Figure 3. Diversity of astroglial vesicles

Bottom panel shows schematic overview of astroglial secretory organelles. Top panel demonstrates ultrastructure of astroglial secretory organelles. (a) Electron micrograph of small clear vesicles (red arrowheads) in an astrocyte (Ast) from the rat hippocampus in situ. Scale bars: 100 nm (50 nm in inset). Modified with permission from Bergersen et al (2012). (b) Small clear vesicles from cultured astrocytes. Courtesy of Dr. Michela Matteoli. Scale bar: 50 nm. (c) Electron micrograph of a dense‐core vesicle in cultured astrocytes stained by immunogold for secretogranin II. Modified with permission from Calegari et al (1999). Arrow shows DCV stained for secretogranin II. The open arrowhead points to the intermediate filament immunolabelled for GFAP. Scale bar: 100 nm. (d) Electron micrograph showing a dense‐core vesicle in cultured astrocytes. Scale bar: 500 nm. Modified with permission from Prada et al (2011). (e) Electron micrograph of lysosomes (L) in astrocytes. Scale bar: 1 µm. ©2012 by National Academy of Sciences. Modified with permission from Di Malta et al (2012). (f) Electron microscopy images of an ADF glioma cell. Arrows point to multilamellar organelles. Scale bar: 150 nm. Modified with permission from Verderio et al (2012). (g) Electron micrograph showing a multivesicular body‐like structure from a rat cultured astrocyte. Arrowheads indicate vesicles. Scale bars: 200 µm. Modified with permission from Brignone et al (2015). (h) Electron micrograph (negative staining) showing an exosome secreted by cultured astrocytes following stimulation with 100 mM BzATP, a P2X agonist, for 20 min. Scale bar: 300 nm. Modified with permission from Bianco et al (2009). Abbreviations: aSMase, acid sphingomyelinase; BMP, bis(monoacylglycero)phosphate; FGF2, fibroblast growth factor 2; Hsp70, 70 kilodalton heat shock protein; miRNA, microRNA; MMPs, matrix metalloproteinases; mtRNA, mitochondrial RNA; nSMase2, neutral sphingomyelinase 2; NTPDase, nucleoside triphosphate diphosphohydrolases; PS, phosphatidylserine; REST, RE‐1‐silencing transcription factor; tPA, tissue plasminogen activator; VGEF, vascular endothelial growth factor.

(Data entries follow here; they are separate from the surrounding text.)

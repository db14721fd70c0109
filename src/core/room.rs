//! Room: one urgency-ordered queue guarded by its own lock/condition pair.

use std::time::Duration;

use chrono::{DateTime, Utc};
use parking_lot::{Condvar, Mutex};
use tracing::debug;

use crate::config::LevelTable;
use crate::core::patient::{Arrival, QueueEntry, QueueKey};
use crate::infra::queue::{ExpiredEntry, TriageQueue};
use crate::util::serde::RoomId;

/// One room's queue and the condition its doctors wait on.
///
/// Only the owning room inserts; peers may remove the head through
/// [`Room::remove_if_head`] while stealing.
pub struct Room {
    id: RoomId,
    doctors: usize,
    queue: Mutex<TriageQueue>,
    /// Signaled once per enqueue; broadcast on shutdown.
    arrivals: Condvar,
}

impl Room {
    /// Create an empty room served by `doctors` doctors.
    #[must_use]
    pub fn new(id: RoomId, doctors: usize) -> Self {
        Self {
            id,
            doctors,
            queue: Mutex::new(TriageQueue::new()),
            arrivals: Condvar::new(),
        }
    }

    /// Room identifier.
    #[must_use]
    pub const fn id(&self) -> RoomId {
        self.id
    }

    /// Size of the doctor pool.
    #[must_use]
    pub const fn doctor_count(&self) -> usize {
        self.doctors
    }

    /// Queue an arrival and wake one waiting doctor.
    pub fn enqueue(&self, arrival: Arrival) {
        let entry = QueueEntry::new(arrival);
        let depth = {
            let mut queue = self.queue.lock();
            queue.push(entry);
            queue.len()
        };
        self.arrivals.notify_one();
        debug!(room = self.id, depth, "patient queued");
    }

    /// Pop the most urgent entry, if any.
    pub fn try_dequeue(&self) -> Option<QueueEntry> {
        self.queue.lock().pop()
    }

    /// Key of the current head.
    #[must_use]
    pub fn peek_key(&self) -> Option<QueueKey> {
        self.queue.lock().peek_key()
    }

    /// Remove the head if it is still `expected`.
    pub fn remove_if_head(&self, expected: &QueueKey) -> Option<QueueEntry> {
        self.queue.lock().remove_if_head(expected)
    }

    /// Block up to `timeout` for the queue to become non-empty.
    ///
    /// Returns immediately when entries are already queued, so an enqueue that
    /// lands between a failed dequeue and this call is never missed.
    pub fn wait_for_arrival(&self, timeout: Duration) -> bool {
        let mut queue = self.queue.lock();
        if !queue.is_empty() {
            return true;
        }
        let _ = self.arrivals.wait_for(&mut queue, timeout);
        !queue.is_empty()
    }

    /// Wake every doctor blocked on this room.
    pub fn wake_all(&self) {
        self.arrivals.notify_all();
    }

    /// Evict entries that outwaited their level's budget at `now`.
    ///
    /// Only entries still present in the queue under the lock are evicted, so
    /// a patient already taken by a doctor can never be returned here.
    pub fn sweep(&self, now: DateTime<Utc>, levels: &LevelTable) -> Vec<ExpiredEntry> {
        self.queue.lock().drain_expired(now, levels)
    }

    /// Current queue depth.
    #[must_use]
    pub fn len(&self) -> usize {
        self.queue.lock().len()
    }

    /// Whether nobody is queued.
    #[must_use]
    pub fn is_empty(&self) -> bool {
        self.queue.lock().is_empty()
    }
}

impl std::fmt::Debug for Room {
    fn fmt(&self, f: &mut std::fmt::Formatter<'_>) -> std::fmt::Result {
        f.debug_struct("Room")
            .field("id", &self.id)
            .field("doctors", &self.doctors)
            .field("queued", &self.len())
            .finish()
    }
}
//! Arrivals and the queue ordering key.

use chrono::{DateTime, Utc};
use serde::{Deserialize, Serialize};

use crate::util::serde::{PatientId, UrgencyLevel};

/// An admitted patient. Immutable once created.
#[derive(Debug, Clone, PartialEq, Eq, Serialize, Deserialize)]
pub struct Arrival {
    /// Patient identifier.
    pub patient_id: PatientId,
    /// Urgency classification.
    pub level: UrgencyLevel,
    /// Instant the patient arrived.
    pub arrived_at: DateTime<Utc>,
}

impl Arrival {
    /// Create an arrival.
    #[must_use]
    pub fn new(patient_id: PatientId, level: UrgencyLevel, arrived_at: DateTime<Utc>) -> Self {
        Self {
            patient_id,
            level,
            arrived_at,
        }
    }

    /// Ordering key of this arrival.
    #[must_use]
    pub const fn key(&self) -> QueueKey {
        QueueKey {
            rank: self.level.rank(),
            arrived_at: self.arrived_at,
            patient_id: self.patient_id,
        }
    }
}

/// Total order of queue entries: rank, then arrival time, then patient id.
///
/// The derived `Ord` follows field order, so the smallest key is served first.
#[derive(Debug, Clone, Copy, PartialEq, Eq, PartialOrd, Ord, Hash)]
pub struct QueueKey {
    /// Priority rank; lower is more urgent.
    pub rank: u8,
    /// Arrival instant; earlier wins within a rank.
    pub arrived_at: DateTime<Utc>,
    /// Final tie-break.
    pub patient_id: PatientId,
}

/// A queued patient: its ordering key plus the arrival it was built from.
#[derive(Debug, Clone)]
pub struct QueueEntry {
    /// Ordering key, derived from `arrival` at construction.
    pub key: QueueKey,
    /// The queued arrival.
    pub arrival: Arrival,
}

impl QueueEntry {
    /// Build an entry, computing its rank from the urgency level.
    #[must_use]
    pub fn new(arrival: Arrival) -> Self {
        Self {
            key: arrival.key(),
            arrival,
        }
    }

    /// Patient identifier.
    #[must_use]
    pub const fn patient_id(&self) -> PatientId {
        self.arrival.patient_id
    }
}

impl PartialEq for QueueEntry {
    fn eq(&self, other: &Self) -> bool {
        self.key == other.key
    }
}

impl Eq for QueueEntry {}

impl PartialOrd for QueueEntry {
    fn partial_cmp(&self, other: &Self) -> Option<std::cmp::Ordering> {
        Some(self.cmp(other))
    }
}

impl Ord for QueueEntry {
    fn cmp(&self, other: &Self) -> std::cmp::Ordering {
        self.key.cmp(&other.key)
    }
}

Figure 4. Slowness of astroglial exocytosis

(A) Comparison of kinetics of neuronal and astroglial exocytosis. Time‐dependent changes in membrane capacitance (Cm) recorded in a neuronal cell (trace in red, photoreceptor, modified from Kreft et al, 2003) and an astrocyte (trace in blue, modified from Kreft et al, 2004), elicited by a flash photolysis‐induced increase in cytosolic Ca²⁺. Note that the blue trace recorded in an astrocyte displays a significant delay between the stimulus (asterisk) and the response (trace components above the dotted line). (B) Neuronal vs. astrocytic SNAREs. Neurones and astrocytes alike express SNAREs VAMP2 and syntaxin 1; many astrocytes can also express VAMP3 in lieu of or in addition to VAMP2. Astrocytes express SNAP23, a homologue of neuronal SNAP25. At the plasma membrane, syntaxin 1A can form a binary cis complex with SNAP25B or SNAP23A, which then interacts with vesicular VAMP2 to form a ternary complex. A single ternary complex can tether the vesicle at the plasma membrane for a longer period of time (1.9 s vs. 0.8 s), when it contains SNAP25B rather than SNAP23A, respectively. Of note, truncated syntaxin 1, lacking the N‐terminal Habc domain and the linker region to the SNARE domain, is shown for simplicity. Drawings are not to scale.